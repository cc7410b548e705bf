//! Line-oriented wire protocol shared by the server and the client.
//!
//! Every frame is a single UTF-8 line terminated by `\n`. There is no length
//! prefix, no message id and no acknowledgment:
//!
//! 1. server → client: [`SECRET_PROMPT`]
//! 2. client → server: `<secret>\n`
//! 3. server → client: [`REJECTION`] on mismatch (connection closes), otherwise
//!    [`WELCOME_PROMPT`]
//! 4. client → server: `<nickname>\n`
//! 5. afterwards every client line is relayed to the other clients as
//!    `[<nickname>]: <line>\n`

/// First line the server sends on every new connection.
pub const SECRET_PROMPT: &str = "Enter the secret key to access the server:";

/// Sent after a matching secret; the client answers with its nickname.
pub const WELCOME_PROMPT: &str = "Welcome to the chat! Type your nickname:";

/// Sent after a mismatching secret, right before the server closes the connection.
pub const REJECTION: &str = "Invalid secret key. Connection closed.";

/// Case-insensitive marker clients look for to detect a rejected handshake.
pub const REJECTION_MARKER: &str = "invalid";

/// Body of the notice relayed when a participant joins.
pub const JOIN_NOTICE: &str = "has joined the chat!";

/// Body of the notice relayed when a participant leaves.
pub const LEAVE_NOTICE: &str = "has left the chat.";

/// Render a relayed line, without the trailing newline.
///
/// ```
/// use linechat_shared::protocol::format_broadcast;
///
/// assert_eq!(format_broadcast("alice", "hello"), "[alice]: hello");
/// ```
pub fn format_broadcast(nickname: &str, body: &str) -> String {
    format!("[{}]: {}", nickname, body)
}

/// Whether a server reply announces a failed handshake.
pub fn is_rejection(line: &str) -> bool {
    line.to_lowercase().contains(REJECTION_MARKER)
}

#[cfg(test)]
mod tests {
    use super::*;

    #[test]
    fn test_rejection_line_carries_marker() {
        // テスト項目: 拒否メッセージがクライアントの判定マーカーを含む
        // given (前提条件):
        let line = REJECTION;

        // when (操作):
        let rejected = is_rejection(line);

        // then (期待する結果):
        assert!(rejected);
    }

    #[test]
    fn test_is_rejection_is_case_insensitive() {
        // テスト項目: マーカーの判定が大文字小文字を区別しない
        // given (前提条件):
        let shouting = "INVALID secret";
        let welcome = WELCOME_PROMPT;

        // when (操作):
        let shouting_rejected = is_rejection(shouting);
        let welcome_rejected = is_rejection(welcome);

        // then (期待する結果):
        assert!(shouting_rejected);
        assert!(!welcome_rejected);
    }

    #[test]
    fn test_format_broadcast_keeps_body_verbatim() {
        // テスト項目: 本文の前後の空白がそのまま保持される
        // given (前提条件):
        let body = "  spaced  ";

        // when (操作):
        let line = format_broadcast("bob", body);

        // then (期待する結果):
        assert_eq!(line, "[bob]:   spaced  ");
    }
}
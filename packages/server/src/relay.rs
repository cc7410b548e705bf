//! Broadcast relay.
//!
//! Every join notice, chat line and leave notice goes through one unbounded
//! channel with a single consumer. Messages therefore reach every peer in the
//! order they were enqueued, and fan-out never runs concurrently with itself.

use std::sync::Arc;

use tokio::{sync::mpsc, task::JoinHandle};

use crate::{domain::Message, registry::Registry};

/// Producer side of the relay channel. Cheap to clone.
#[derive(Debug, Clone)]
pub struct RelayHandle {
    tx: mpsc::UnboundedSender<Message>,
}

impl RelayHandle {
    /// Enqueue a message for fan-out.
    ///
    /// Returns `false` when the relay has already stopped; the message is
    /// dropped in that case.
    pub fn publish(&self, message: Message) -> bool {
        match self.tx.send(message) {
            Ok(()) => true,
            Err(mpsc::error::SendError(message)) => {
                tracing::warn!(
                    "Relay stopped, dropping {:?} message from '{}'",
                    message.kind,
                    message.nickname
                );
                false
            }
        }
    }

    #[cfg(test)]
    pub(crate) fn channel() -> (Self, mpsc::UnboundedReceiver<Message>) {
        let (tx, rx) = mpsc::unbounded_channel();
        (Self { tx }, rx)
    }
}

/// Totals reported by the relay when it stops.
#[derive(Debug, Default, Clone, Copy, PartialEq, Eq)]
pub struct RelayStats {
    pub messages: u64,
    pub deliveries: u64,
    pub failures: u64,
}

/// Single consumer of the relay channel.
pub struct Relay {
    registry: Arc<Registry>,
    rx: mpsc::UnboundedReceiver<Message>,
}

impl Relay {
    pub fn new(registry: Arc<Registry>) -> (Self, RelayHandle) {
        let (tx, rx) = mpsc::unbounded_channel();
        (Self { registry, rx }, RelayHandle { tx })
    }

    /// Start the relay on its own task.
    ///
    /// The task ends once every [`RelayHandle`] is dropped and the queue is
    /// drained.
    pub fn spawn(registry: Arc<Registry>) -> (RelayHandle, JoinHandle<RelayStats>) {
        let (relay, handle) = Self::new(registry);
        (handle, tokio::spawn(relay.run()))
    }

    pub async fn run(mut self) -> RelayStats {
        let mut stats = RelayStats::default();

        while let Some(message) = self.rx.recv().await {
            let outcome = self.registry.fan_out(&message).await;
            tracing::debug!(
                "Relayed {:?} from '{}' to {} peer(s), {} failed",
                message.kind,
                message.nickname,
                outcome.delivered,
                outcome.failed
            );
            stats.messages += 1;
            stats.deliveries += outcome.delivered as u64;
            stats.failures += outcome.failed as u64;
        }

        tracing::debug!("Relay channel closed");
        stats
    }
}
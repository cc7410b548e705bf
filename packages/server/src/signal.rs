//! OS signal handling.

/// Completes on Ctrl+C, or on SIGTERM on Unix.
pub async fn shutdown_signal() {
    let ctrl_c = async {
        if let Err(e) = tokio::signal::ctrl_c().await {
            tracing::error!("Failed to install Ctrl+C handler: {}", e);
            std::future::pending::<()>().await;
        }
    };

    #[cfg(unix)]
    let terminate = async {
        match tokio::signal::unix::signal(tokio::signal::unix::SignalKind::terminate()) {
            Ok(mut signal) => {
                signal.recv().await;
            }
            Err(e) => {
                tracing::error!("Failed to install SIGTERM handler: {}", e);
                std::future::pending::<()>().await;
            }
        }
    };

    #[cfg(not(unix))]
    let terminate = std::future::pending::<()>();

    tokio::select! {
        _ = ctrl_c => tracing::info!("Received Ctrl+C"),
        _ = terminate => tracing::info!("Received SIGTERM"),
    }
}
//! Listener, accept loop and shutdown coordination.

use std::{net::SocketAddr, sync::Arc};

use tokio::{net::TcpListener, sync::broadcast, task::JoinSet};

use linechat_shared::time::{Clock, SystemClock};

use crate::{
    auth::Authenticator,
    config::ServerConfig,
    connection::handle_connection,
    context::ServerContext,
    error::ServerError,
    registry::Registry,
    relay::Relay,
};

/// Line-oriented chat relay server.
///
/// # Example
///
/// ```no_run
/// use linechat_server::{ChatServer, ServerConfig, Secret};
///
/// # async fn example() -> Result<(), linechat_server::ServerError> {
/// let config = ServerConfig::new("127.0.0.1", 3333, Secret::new("hunter2"));
/// let server = ChatServer::bind(config).await?;
/// server.run(async { let _ = tokio::signal::ctrl_c().await; }).await?;
/// # Ok(())
/// # }
/// ```
pub struct ChatServer {
    listener: TcpListener,
    config: ServerConfig,
    registry: Arc<Registry>,
    clock: Arc<dyn Clock>,
}

impl ChatServer {
    /// Bind the listening socket.
    ///
    /// # Errors
    ///
    /// Returns [`ServerError::Bind`] if the address cannot be bound.
    pub async fn bind(config: ServerConfig) -> Result<Self, ServerError> {
        let addr = config.bind_addr();
        let listener = TcpListener::bind(&addr)
            .await
            .map_err(|source| ServerError::Bind { addr, source })?;

        Ok(Self {
            listener,
            config,
            registry: Arc::new(Registry::new()),
            clock: Arc::new(SystemClock),
        })
    }

    pub fn local_addr(&self) -> Result<SocketAddr, ServerError> {
        self.listener.local_addr().map_err(ServerError::LocalAddr)
    }

    /// The registry of this server, for inspection.
    pub fn registry(&self) -> Arc<Registry> {
        self.registry.clone()
    }

    /// Serve until `shutdown` completes, then shut down gracefully.
    ///
    /// Shutdown runs in a fixed order: stop accepting, abort pending
    /// handshakes, close every session, wait for every connection task, and
    /// only then stop the relay. Every leave notice is therefore enqueued
    /// before the relay channel closes.
    pub async fn run<F>(self, shutdown: F) -> Result<(), ServerError>
    where
        F: Future<Output = ()> + Send,
    {
        let local_addr = self.local_addr()?;
        let Self {
            listener,
            config,
            registry,
            clock,
        } = self;

        let (relay, relay_task) = Relay::spawn(registry.clone());
        let (abort_handshakes, _) = broadcast::channel::<()>(1);
        let context = Arc::new(ServerContext {
            registry: registry.clone(),
            relay,
            authenticator: Authenticator::new(config.secret, config.handshake_timeout),
            clock,
        });

        tracing::info!("Chat server listening on {}", local_addr);
        tracing::info!("Press Ctrl+C to shutdown gracefully");

        let mut connections = JoinSet::new();
        tokio::pin!(shutdown);

        loop {
            tokio::select! {
                _ = &mut shutdown => break,
                accepted = listener.accept() => match accepted {
                    Ok((stream, peer)) => {
                        tracing::debug!("Accepted connection from {}", peer);
                        connections.spawn(handle_connection(
                            stream,
                            peer,
                            context.clone(),
                            abort_handshakes.subscribe(),
                        ));
                    }
                    Err(e) => tracing::warn!("Error accepting connection: {}", e),
                },
                Some(finished) = connections.join_next(), if !connections.is_empty() => {
                    if let Err(e) = finished {
                        tracing::error!("Connection task failed: {}", e);
                    }
                }
            }
        }

        tracing::info!("Shutting down server...");
        drop(listener);

        let _ = abort_handshakes.send(());
        let closed = registry.close_all().await;
        tracing::info!(
            "Closed {} client connection(s), waiting for {} handler(s) to finish...",
            closed,
            connections.len()
        );

        while let Some(finished) = connections.join_next().await {
            if let Err(e) = finished {
                tracing::error!("Connection task failed: {}", e);
            }
        }

        // last relay sender; the relay drains what is left and stops
        drop(context);
        match relay_task.await {
            Ok(stats) => tracing::info!(
                "Relay stopped after {} message(s), {} delivery(ies), {} failure(s)",
                stats.messages,
                stats.deliveries,
                stats.failures
            ),
            Err(e) => tracing::error!("Relay task failed: {}", e),
        }

        tracing::info!("All connections closed. Server shut down gracefully.");
        Ok(())
    }
}
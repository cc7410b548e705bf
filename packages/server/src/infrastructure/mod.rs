//! Infrastructure layer: concrete implementations of the domain ports.

pub mod stream_writer;

pub use stream_writer::StreamWriter;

• Task objective: Scan the listing above, and wherever a line holds the word "participant", copy it.

• Your response:
/// Body of the notice relayed when a participant joins.
/// Body of the notice relayed when a participant leaves.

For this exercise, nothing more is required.